Grigsby is aware that some Iraqi leaders are tempted to treat CLC groups as a way to provide employment to men in their communities. He stressed that it was not designed to be a jobs program. "The intent of the program is not economic development," Grigsby said. "The intent of the program is security." That distinction, though, is lost on many Iraqis.
The Americans say they are already looking ahead to what will happen to CLCs who do not become police or soldiers. On the afternoon of Dec. 23, Ambassador Ryan Crocker emphasized to reporters that the U.S. has already begun a $155 million program designed to provide vocational education and job training to CLCs. But, as with many initiatives in Iraq, the jobs program will, in the end, depend on the Iraqi government. It has pledged $155 million of its own. But Iraq's corrupt and sectarian government has so far been unable to move forward on basic issues like how to share oil revenue. Its willingness and ability to administer a jobs program for Sunni men is questionable to say the least.
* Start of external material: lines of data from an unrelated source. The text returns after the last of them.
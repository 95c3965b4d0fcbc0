/*!
 * Wi-Fi Auto Toggle agent
 * Turns Wi-Fi off while a wired link is up, back on when it drops
 */

use anyhow::{Context, Result};
use chrono::{DateTime, Local};
use clap::{Parser, Subcommand};
use serde::Serialize;
use std::path::{Path, PathBuf};
use tokio::signal::unix::{signal, SignalKind};
use tracing::info;

use wifi_toggle::config::{self, DaemonConfig, LogTarget};
use wifi_toggle::launchd::{self, AgentSpec};
use wifi_toggle::logging;
use wifi_toggle::monitor::{Monitor, Snapshot};
use wifi_toggle::system::SystemRunner;

/// launchd captures the console log here when the agent is installed.
const AGENT_LOG: &str = "~/Library/Logs/wifi-toggle.log";

#[derive(Parser)]
#[command(name = "wifi-toggled")]
#[command(about = "Wi-Fi Auto Toggle: Wi-Fi off while wired, on when unplugged")]
#[command(version)]
struct Cli {
    #[command(subcommand)]
    command: Option<Commands>,

    /// Configuration file path
    #[arg(short, long, global = true)]
    config: Option<PathBuf>,

    /// Enable debug logging
    #[arg(short, long, global = true)]
    debug: bool,
}

#[derive(Subcommand)]
enum Commands {
    /// Run the monitor (default)
    Run,
    /// Probe once and show what the monitor would do
    Status {
        /// Print JSON instead of text
        #[arg(long)]
        json: bool,
    },
    /// Install and load the LaunchAgent
    InstallAgent,
    /// Unload and remove the LaunchAgent
    UninstallAgent,
}

#[derive(Serialize)]
struct StatusReport {
    checked_at: DateTime<Local>,
    #[serde(flatten)]
    snapshot: Snapshot,
}

#[tokio::main(flavor = "current_thread")]
async fn main() -> Result<()> {
    let cli = Cli::parse();

    // Nothing runs against the host until the configuration is known good
    let config_path = match cli.config {
        Some(path) => path,
        None => config::default_path()?,
    };
    let config = DaemonConfig::load(&config_path).context("failed to load configuration")?;

    logging::init(&config.logging, cli.debug)?;

    match cli.command.unwrap_or(Commands::Run) {
        Commands::Run => run_daemon(&config_path, &config).await,
        Commands::Status { json } => show_status(&config, json).await,
        Commands::InstallAgent => install_agent(&config_path, &config).await,
        Commands::UninstallAgent => uninstall_agent(&config).await,
    }
}

async fn run_daemon(config_path: &Path, config: &DaemonConfig) -> Result<()> {
    info!("Wi-Fi Auto Toggle {} starting", env!("CARGO_PKG_VERSION"));
    info!("configuration: {}", config_path.display());

    let behavior = &config.behavior;
    info!(
        "poll {}s, cooldown {}s, grace after Wi-Fi on {}s, debounce {} poll(s)",
        behavior.poll_interval_secs,
        behavior.action_cooldown_secs,
        behavior.grace_after_wifi_on_secs,
        behavior.debounce_polls
    );
    if let Some(idle) = behavior.idle_interval_secs {
        info!("idle poll {}s while wireless outside the office", idle);
    }
    if config.network.wired_port_names.is_empty() {
        info!("wired ports: any non-Wi-Fi port");
    } else {
        info!("wired ports: {}", config.network.wired_port_names.join(", "));
    }
    if config.office.enabled {
        info!("office gating on: {}", config.office.ssids.join(", "));
    }

    // Register before the first tick so an early signal is not lost
    let mut interrupt = signal(SignalKind::interrupt()).context("cannot listen for SIGINT")?;
    let mut terminate = signal(SignalKind::terminate()).context("cannot listen for SIGTERM")?;
    let shutdown = async move {
        tokio::select! {
            _ = interrupt.recv() => info!("received SIGINT, shutting down"),
            _ = terminate.recv() => info!("received SIGTERM, shutting down"),
        }
    };

    let mut monitor = Monitor::new(SystemRunner::new(), config);
    monitor.run(shutdown).await;

    info!("Wi-Fi Auto Toggle stopped");
    Ok(())
}

async fn show_status(config: &DaemonConfig, json: bool) -> Result<()> {
    let monitor = Monitor::new(SystemRunner::new(), config);
    let snapshot = monitor.snapshot().await?;

    if json {
        let report = StatusReport {
            checked_at: Local::now(),
            snapshot,
        };
        println!("{}", serde_json::to_string_pretty(&report)?);
        return Ok(());
    }

    let observation = &snapshot.observation;
    let wired_ports = if observation.wired_ports.is_empty() {
        "-".to_string()
    } else {
        observation.wired_ports.join(", ")
    };

    println!("Wi-Fi device:  {}", observation.wifi_device);
    println!("Wi-Fi power:   {}", observation.wifi_power);
    println!("SSID:          {}", observation.ssid.as_deref().unwrap_or("-"));
    println!("Wired ports:   {}", wired_ports);
    println!(
        "Wired link:    {}",
        if observation.wired_active { "active" } else { "inactive" }
    );
    if snapshot.office_gating {
        let in_office = match observation.in_office {
            Some(true) => "yes",
            Some(false) => "no",
            None => "unknown",
        };
        println!("In office:     {}", in_office);
    }
    println!("Next action:   {}", snapshot.action);
    Ok(())
}

async fn install_agent(config_path: &Path, config: &DaemonConfig) -> Result<()> {
    let program = std::env::current_exe().context("cannot locate the wifi-toggled executable")?;
    let config_path = config_path
        .canonicalize()
        .with_context(|| format!("cannot resolve {}", config_path.display()))?;

    let stderr_path = if config.logging.targets.contains(&LogTarget::Console) {
        Some(config::expand_home(Path::new(AGENT_LOG))?)
    } else {
        None
    };

    let spec = AgentSpec {
        label: config.agent.label.clone(),
        program,
        config_path,
        keep_alive: config.agent.keep_alive,
        stderr_path,
    };

    let path = launchd::install(&SystemRunner::new(), &spec, &launchd::agents_dir()?).await?;
    println!("Installed {} ({})", spec.label, path.display());
    Ok(())
}

async fn uninstall_agent(config: &DaemonConfig) -> Result<()> {
    let label = &config.agent.label;
    if launchd::uninstall(&SystemRunner::new(), label, &launchd::agents_dir()?).await? {
        println!("Removed {}", label);
    } else {
        println!("{} was not installed", label);
    }
    Ok(())
}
In any case, the limiting factor may not be how much job training the CLCs have. The more serious concern is that Iraq's shaky economy simply may not have enough jobs to go around. Even with violence falling, unemployment remains high. If the security situation deteriorates further, the economic picture will only get bleaker. At that point, former CLCs may be faced with a choice between unemployment and a return to the ranks of the insurgency.